Task material Block Start

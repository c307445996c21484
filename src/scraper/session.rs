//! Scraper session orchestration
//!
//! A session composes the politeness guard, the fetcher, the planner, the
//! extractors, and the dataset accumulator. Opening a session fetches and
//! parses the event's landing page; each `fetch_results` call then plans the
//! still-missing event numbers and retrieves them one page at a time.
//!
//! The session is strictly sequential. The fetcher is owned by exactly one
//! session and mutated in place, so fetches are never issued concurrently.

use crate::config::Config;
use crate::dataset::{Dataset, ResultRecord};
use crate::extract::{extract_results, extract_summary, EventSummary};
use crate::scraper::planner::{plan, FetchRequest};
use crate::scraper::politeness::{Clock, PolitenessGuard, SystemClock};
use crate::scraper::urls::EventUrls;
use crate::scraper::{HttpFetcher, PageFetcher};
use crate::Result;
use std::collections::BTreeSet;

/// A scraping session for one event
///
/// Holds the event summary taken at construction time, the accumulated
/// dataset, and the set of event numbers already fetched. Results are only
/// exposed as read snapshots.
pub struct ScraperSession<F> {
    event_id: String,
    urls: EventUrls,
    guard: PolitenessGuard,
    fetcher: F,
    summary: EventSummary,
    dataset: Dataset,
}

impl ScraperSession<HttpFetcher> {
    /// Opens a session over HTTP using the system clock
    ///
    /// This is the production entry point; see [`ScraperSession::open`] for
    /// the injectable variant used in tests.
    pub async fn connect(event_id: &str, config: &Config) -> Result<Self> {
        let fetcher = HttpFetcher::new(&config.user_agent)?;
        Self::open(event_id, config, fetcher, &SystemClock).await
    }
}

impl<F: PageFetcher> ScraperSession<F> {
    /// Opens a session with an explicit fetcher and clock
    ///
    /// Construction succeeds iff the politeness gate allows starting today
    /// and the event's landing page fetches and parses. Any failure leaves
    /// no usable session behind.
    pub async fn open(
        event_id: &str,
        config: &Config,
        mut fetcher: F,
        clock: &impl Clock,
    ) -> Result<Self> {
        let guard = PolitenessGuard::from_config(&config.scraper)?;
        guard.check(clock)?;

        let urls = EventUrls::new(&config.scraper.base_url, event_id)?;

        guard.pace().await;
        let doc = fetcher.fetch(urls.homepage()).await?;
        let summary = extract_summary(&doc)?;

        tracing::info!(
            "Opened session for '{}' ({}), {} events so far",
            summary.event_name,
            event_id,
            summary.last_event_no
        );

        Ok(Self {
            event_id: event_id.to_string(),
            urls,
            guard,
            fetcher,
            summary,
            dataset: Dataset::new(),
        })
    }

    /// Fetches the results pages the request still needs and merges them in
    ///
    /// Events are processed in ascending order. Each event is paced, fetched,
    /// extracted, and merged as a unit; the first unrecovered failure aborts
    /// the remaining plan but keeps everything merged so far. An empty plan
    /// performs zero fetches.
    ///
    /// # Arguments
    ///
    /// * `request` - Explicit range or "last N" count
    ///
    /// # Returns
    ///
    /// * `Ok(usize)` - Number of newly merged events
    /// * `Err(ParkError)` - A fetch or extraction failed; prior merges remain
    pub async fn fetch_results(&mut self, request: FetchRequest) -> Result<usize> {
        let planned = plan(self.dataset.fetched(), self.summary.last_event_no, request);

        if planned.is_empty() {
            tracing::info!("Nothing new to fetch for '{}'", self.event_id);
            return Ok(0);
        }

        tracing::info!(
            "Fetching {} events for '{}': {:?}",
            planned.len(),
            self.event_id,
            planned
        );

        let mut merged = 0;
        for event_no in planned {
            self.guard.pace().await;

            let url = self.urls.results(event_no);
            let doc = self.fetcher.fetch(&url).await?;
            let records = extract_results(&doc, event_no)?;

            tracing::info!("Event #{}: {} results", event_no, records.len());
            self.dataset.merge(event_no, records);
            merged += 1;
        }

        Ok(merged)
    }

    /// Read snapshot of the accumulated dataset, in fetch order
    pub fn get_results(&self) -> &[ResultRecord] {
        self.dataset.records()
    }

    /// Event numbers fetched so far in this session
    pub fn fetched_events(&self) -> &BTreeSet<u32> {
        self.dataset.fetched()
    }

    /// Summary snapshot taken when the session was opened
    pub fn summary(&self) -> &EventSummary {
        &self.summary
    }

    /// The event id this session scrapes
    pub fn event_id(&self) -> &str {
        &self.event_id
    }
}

Task material Block End

Problem details – Return every record above. Copy each one exactly.

Finished exercise –
repository c307445996c21484
filename src/scraper/session.rs
//! Scraper session orchestration
//!
//! A session composes the politeness guard, the fetcher, the planner, the
//! extractors, and the dataset accumulator. Opening a session fetches and
//! parses the event's landing page; each `fetch_results` call then plans the
//! still-missing event numbers and retrieves them one page at a time.
//!
//! The session is strictly sequential. The fetcher is owned by exactly one
//! session and mutated in place, so fetches are never issued concurrently.

use crate::config::Config;
use crate::dataset::{Dataset, ResultRecord};
use crate::extract::{extract_results, extract_summary, EventSummary};
use crate::scraper::planner::{plan, FetchRequest};
use crate::scraper::politeness::{Clock, PolitenessGuard, SystemClock};
use crate::scraper::urls::EventUrls;
use crate::scraper::{HttpFetcher, PageFetcher};
use crate::Result;
use std::collections::BTreeSet;

/// A scraping session for one event
///
/// Holds the event summary taken at construction time, the accumulated
/// dataset, and the set of event numbers already fetched. Results are only
/// exposed as read snapshots.
pub struct ScraperSession<F> {
    event_id: String,
    urls: EventUrls,
    guard: PolitenessGuard,
    fetcher: F,
    summary: EventSummary,
    dataset: Dataset,
}

impl ScraperSession<HttpFetcher> {
    /// Opens a session over HTTP using the system clock
    ///
    /// This is the production entry point; see [`ScraperSession::open`] for
    /// the injectable variant used in tests.
    pub async fn connect(event_id: &str, config: &Config) -> Result<Self> {
        let fetcher = HttpFetcher::new(&config.user_agent)?;
        Self::open(event_id, config, fetcher, &SystemClock).await
    }
}

impl<F: PageFetcher> ScraperSession<F> {
    /// Opens a session with an explicit fetcher and clock
    ///
    /// Construction succeeds iff the politeness gate allows starting today
    /// and the event's landing page fetches and parses. Any failure leaves
    /// no usable session behind.
    pub async fn open(
        event_id: &str,
        config: &Config,
        mut fetcher: F,
        clock: &impl Clock,
    ) -> Result<Self> {
        let guard = PolitenessGuard::from_config(&config.scraper)?;
        guard.check(clock)?;

        let urls = EventUrls::new(&config.scraper.base_url, event_id)?;

        guard.pace().await;
        let doc = fetcher.fetch(urls.homepage()).await?;
        let summary = extract_summary(&doc)?;

        tracing::info!(
            "Opened session for '{}' ({}), {} events so far",
            summary.event_name,
            event_id,
            summary.last_event_no
        );

        Ok(Self {
            event_id: event_id.to_string(),
            urls,
            guard,
            fetcher,
            summary,
            dataset: Dataset::new(),
        })
    }

    /// Fetches the results pages the request still needs and merges them in
    ///
    /// Events are processed in ascending order. Each event is paced, fetched,
    /// extracted, and merged as a unit; the first unrecovered failure aborts
    /// the remaining plan but keeps everything merged so far. An empty plan
    /// performs zero fetches.
    ///
    /// # Arguments
    ///
    /// * `request` - Explicit range or "last N" count
    ///
    /// # Returns
    ///
    /// * `Ok(usize)` - Number of newly merged events
    /// * `Err(ParkError)` - A fetch or extraction failed; prior merges remain
    pub async fn fetch_results(&mut self, request: FetchRequest) -> Result<usize> {
        let planned = plan(self.dataset.fetched(), self.summary.last_event_no, request);

        if planned.is_empty() {
            tracing::info!("Nothing new to fetch for '{}'", self.event_id);
            return Ok(0);
        }

        tracing::info!(
            "Fetching {} events for '{}': {:?}",
            planned.len(),
            self.event_id,
            planned
        );

        let mut merged = 0;
        for event_no in planned {
            self.guard.pace().await;

            let url = self.urls.results(event_no);
            let doc = self.fetcher.fetch(&url).await?;
            let records = extract_results(&doc, event_no)?;

            tracing::info!("Event #{}: {} results", event_no, records.len());
            self.dataset.merge(event_no, records);
            merged += 1;
        }

        Ok(merged)
    }

    /// Read snapshot of the accumulated dataset, in fetch order
    pub fn get_results(&self) -> &[ResultRecord] {
        self.dataset.records()
    }

    /// Event numbers fetched so far in this session
    pub fn fetched_events(&self) -> &BTreeSet<u32> {
        self.dataset.fetched()
    }

    /// Summary snapshot taken when the session was opened
    pub fn summary(&self) -> &EventSummary {
        &self.summary
    }

    /// The event id this session scrapes
    pub fn event_id(&self) -> &str {
        &self.event_id
    }
}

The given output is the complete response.